Repeat verbatim, and only, the lines of the data below, beginning at the line that contains "async fn write_line(&mut" and stopping after the line that contains "pub async fn mail_from(&mut".

Saved entries:
****

//! A minimal SMTP client speaking over TCP, TLS, or a child process's pipes.

use std::sync::Arc;

use courier_common::{incoming, outgoing, tracing};
use tokio::{
    io::{AsyncReadExt, AsyncWriteExt},
    net::TcpStream,
    process::{ChildStdin, ChildStdout},
};
use tokio_rustls::{
    TlsConnector,
    rustls::{ClientConfig, RootCertStore, pki_types::ServerName},
};

use super::{
    error::{ClientError, Result},
    response::Response,
};

/// Initial size of the read buffer for SMTP responses.
const BUFFER_SIZE: usize = 8192;

/// Maximum size of the read buffer (1MB).
const MAX_BUFFER_SIZE: usize = 1024 * 1024;

enum ClientConnection {
    Plain(TcpStream),
    Tls(Box<tokio_rustls::client::TlsStream<TcpStream>>),
    /// `sendmail -bs`: SMTP on the child's stdin/stdout.
    Pipe {
        stdin: ChildStdin,
        stdout: ChildStdout,
    },
}

impl ClientConnection {
    async fn send(&mut self, data: &[u8]) -> Result<()> {
        match self {
            Self::Plain(stream) => stream.write_all(data).await?,
            Self::Tls(stream) => stream.write_all(data).await?,
            Self::Pipe { stdin, .. } => stdin.write_all(data).await?,
        }
        Ok(())
    }

    async fn flush(&mut self) -> Result<()> {
        match self {
            Self::Plain(stream) => stream.flush().await?,
            Self::Tls(stream) => stream.flush().await?,
            Self::Pipe { stdin, .. } => stdin.flush().await?,
        }
        Ok(())
    }

    async fn read(&mut self, buf: &mut [u8]) -> Result<usize> {
        let n = match self {
            Self::Plain(stream) => stream.read(buf).await?,
            Self::Tls(stream) => stream.read(buf).await?,
            Self::Pipe { stdout, .. } => stdout.read(buf).await?,
        };
        if n == 0 {
            return Err(ClientError::ConnectionClosed);
        }
        Ok(n)
    }

    async fn upgrade_to_tls(self, domain: &str) -> Result<Self> {
        match self {
            Self::Plain(stream) => Ok(Self::Tls(Box::new(tls_handshake(stream, domain).await?))),
            Self::Tls(_) => Err(ClientError::TlsError(
                "Connection is already TLS".to_string(),
            )),
            Self::Pipe { .. } => Err(ClientError::TlsError(
                "TLS is not available on a process pipe".to_string(),
            )),
        }
    }
}

fn tls_connector() -> Result<TlsConnector> {
    let mut root_store = RootCertStore::empty();

    let certs = rustls_native_certs::load_native_certs();
    for cert in certs.certs {
        root_store
            .add(cert)
            .map_err(|e| ClientError::TlsError(format!("Failed to add certificate: {e}")))?;
    }
    if !certs.errors.is_empty() {
        tracing::warn!(errors = ?certs.errors, "Some certificates could not be loaded");
    }

    let config = ClientConfig::builder()
        .with_root_certificates(root_store)
        .with_no_client_auth();

    Ok(TlsConnector::from(Arc::new(config)))
}

async fn tls_handshake(
    stream: TcpStream,
    domain: &str,
) -> Result<tokio_rustls::client::TlsStream<TcpStream>> {
    let server_name = ServerName::try_from(domain.to_string())
        .map_err(|e| ClientError::TlsError(format!("Invalid domain: {e}")))?;

    tls_connector()?
        .connect(server_name, stream)
        .await
        .map_err(|e| ClientError::TlsError(e.to_string()))
}

/// An SMTP client session.
pub struct SmtpClient {
    connection: Option<ClientConnection>,
    buffer: Vec<u8>,
    buffer_pos: usize,
    server_domain: String,
}

impl SmtpClient {
    fn with_connection(connection: ClientConnection, server_domain: String) -> Self {
        Self {
            connection: Some(connection),
            buffer: vec![0u8; BUFFER_SIZE],
            buffer_pos: 0,
            server_domain,
        }
    }

    /// Open a plain TCP connection.
    ///
    /// # Errors
    ///
    /// Returns an error if the connection fails.
    pub async fn connect(host: &str, port: u16) -> Result<Self> {
        let stream = TcpStream::connect((host, port)).await?;
        Ok(Self::with_connection(
            ClientConnection::Plain(stream),
            host.to_string(),
        ))
    }

    /// Open a connection and negotiate TLS before any SMTP traffic.
    ///
    /// # Errors
    ///
    /// Returns an error if the connection or the handshake fails.
    pub async fn connect_tls(host: &str, port: u16) -> Result<Self> {
        let stream = TcpStream::connect((host, port)).await?;
        let stream = tls_handshake(stream, host).await?;
        Ok(Self::with_connection(
            ClientConnection::Tls(Box::new(stream)),
            host.to_string(),
        ))
    }

    /// Speak SMTP over a spawned process (`sendmail -bs`).
    #[must_use]
    pub fn over_pipe(stdin: ChildStdin, stdout: ChildStdout) -> Self {
        Self::with_connection(
            ClientConnection::Pipe { stdin, stdout },
            String::from("localhost"),
        )
    }

    /// Whether the session can be upgraded with STARTTLS.
    #[must_use]
    pub const fn can_upgrade(&self) -> bool {
        matches!(self.connection, Some(ClientConnection::Plain(_)))
    }

    /// Reads the initial server greeting.
    ///
    /// # Errors
    ///
    /// Returns an error if reading fails or the greeting is malformed.
    pub async fn read_greeting(&mut self) -> Result<Response> {
        self.read_response().await
    }

    /// Sends a command line and reads the reply.
    ///
    /// # Errors
    ///
    /// Returns an error if sending or reading fails.
    pub async fn command(&mut self, command: &str) -> Result<Response> {
        outgoing!("{command}");
        self.write_line(command).await?;
        self.read_response().await
    }

    /// Sends a command whose content must not appear in logs (AUTH).
    ///
    /// # Errors
    ///
    /// Returns an error if sending or reading fails.
    pub async fn sensitive_command(&mut self, command: &str, redacted: &str) -> Result<Response> {
        outgoing!("{redacted}");
        self.write_line(command).await?;
        self.read_response().await
    }

    async fn write_line(&mut self, line: &str) -> Result<()> {
        let connection = self
            .connection
            .as_mut()
            .ok_or(ClientError::ConnectionClosed)?;
        connection.send(format!("{line}\r\n").as_bytes()).await?;
        connection.flush().await
    }

    /// # Errors
    ///
    /// Returns an error if the command fails.
    pub async fn ehlo(&mut self, domain: &str) -> Result<Response> {
        self.command(&format!("EHLO {domain}")).await
    }

    /// # Errors
    ///
    /// Returns an error if the command fails.
    pub async fn helo(&mut self, domain: &str) -> Result<Response> {
        self.command(&format!("HELO {domain}")).await
    }

    /// # Errors
    ///
    /// Returns an error if the command fails.
    pub async fn mail_from(&mut self, from: &str) -> Result<Response> {
        self.command(&format!("MAIL FROM:<{from}>")).await
    }

    /// # Errors
    ///
    /// Returns an error if the command fails.
    pub async fn rcpt_to(&mut self, to: &str) -> Result<Response> {
        self.command(&format!("RCPT TO:<{to}>")).await
    }

    /// # Errors
    ///
    /// Returns an error if the command fails.
    pub async fn data(&mut self) -> Result<Response> {
        self.command("DATA").await
    }

    /// Sends the message payload followed by the terminating dot.
    ///
    /// Line endings are normalised to CRLF and lines starting with `.` are
    /// dot-stuffed (RFC 5321 section 4.5.2).
    ///
    /// # Errors
    ///
    /// Returns an error if sending or reading the reply fails.
    pub async fn send_data(&mut self, data: &[u8]) -> Result<Response> {
        let payload = encode_data(data);
        outgoing!("<{} bytes of message data>", payload.len());

        let connection = self
            .connection
            .as_mut()
            .ok_or(ClientError::ConnectionClosed)?;
        connection.send(&payload).await?;
        connection.flush().await?;

        self.read_response().await
    }

    /// # Errors
    ///
    /// Returns an error if the command fails.
    pub async fn quit(&mut self) -> Result<Response> {
        self.command("QUIT").await
    }

    /// Sends STARTTLS and, on success, upgrades the connection.
    ///
    /// # Errors
    ///
    /// Returns an error if the command or the TLS handshake fails.
    pub async fn starttls(&mut self) -> Result<Response> {
        let response = self.command("STARTTLS").await?;

        if response.is_success() {
            let connection = self
                .connection
                .take()
                .ok_or(ClientError::ConnectionClosed)?;
            self.connection = Some(connection.upgrade_to_tls(&self.server_domain).await?);
            self.buffer_pos = 0;
        }

        Ok(response)
    }

    async fn read_response(&mut self) -> Result<Response> {
        loop {
            if let Some((response, consumed)) =
                Response::parse_response(&self.buffer[..self.buffer_pos])?
            {
                self.buffer.copy_within(consumed..self.buffer_pos, 0);
                self.buffer_pos -= consumed;

                incoming!("{} {}", response.code, response.message());
                return Ok(response);
            }

            if self.buffer_pos >= self.buffer.len() {
                let new_size = self.buffer.len() * 2;
                if new_size > MAX_BUFFER_SIZE {
                    return Err(ClientError::ParseError(format!(
                        "Response too large (exceeds {MAX_BUFFER_SIZE} bytes)"
                    )));
                }
                self.buffer.resize(new_size, 0);
            }

            let connection = self
                .connection
                .as_mut()
                .ok_or(ClientError::ConnectionClosed)?;
            let n = connection.read(&mut self.buffer[self.buffer_pos..]).await?;
            self.buffer_pos += n;
        }
    }
}

/// CRLF-normalise and dot-stuff `data`, appending the end-of-data marker.
fn encode_data(data: &[u8]) -> Vec<u8> {
    let mut out = Vec::with_capacity(data.len() + data.len() / 64 + 5);

    for line in data.split_inclusive(|&b| b == b'\n') {
        let line = line.strip_suffix(b"\n").unwrap_or(line);
        let line = line.strip_suffix(b"\r").unwrap_or(line);
        if line.first() == Some(&b'.') {
            out.push(b'.');
        }
        out.extend_from_slice(line);
        out.extend_from_slice(b"\r\n");
    }

    out.extend_from_slice(b".\r\n");
    out
}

****

* [Exercise response]
    async fn write_line(&mut self, line: &str) -> Result<()> {
        let connection = self
            .connection
            .as_mut()
            .ok_or(ClientError::ConnectionClosed)?;
        connection.send(format!("{line}\r\n").as_bytes()).await?;
        connection.flush().await
    }

    /// # Errors
    ///
    /// Returns an error if the command fails.
    pub async fn ehlo(&mut self, domain: &str) -> Result<Response> {
        self.command(&format!("EHLO {domain}")).await
    }

    /// # Errors
    ///
    /// Returns an error if the command fails.
    pub async fn helo(&mut self, domain: &str) -> Result<Response> {
        self.command(&format!("HELO {domain}")).await
    }

    /// # Errors
    ///
    /// Returns an error if the command fails.
    pub async fn mail_from(&mut self, from: &str) -> Result<Response> {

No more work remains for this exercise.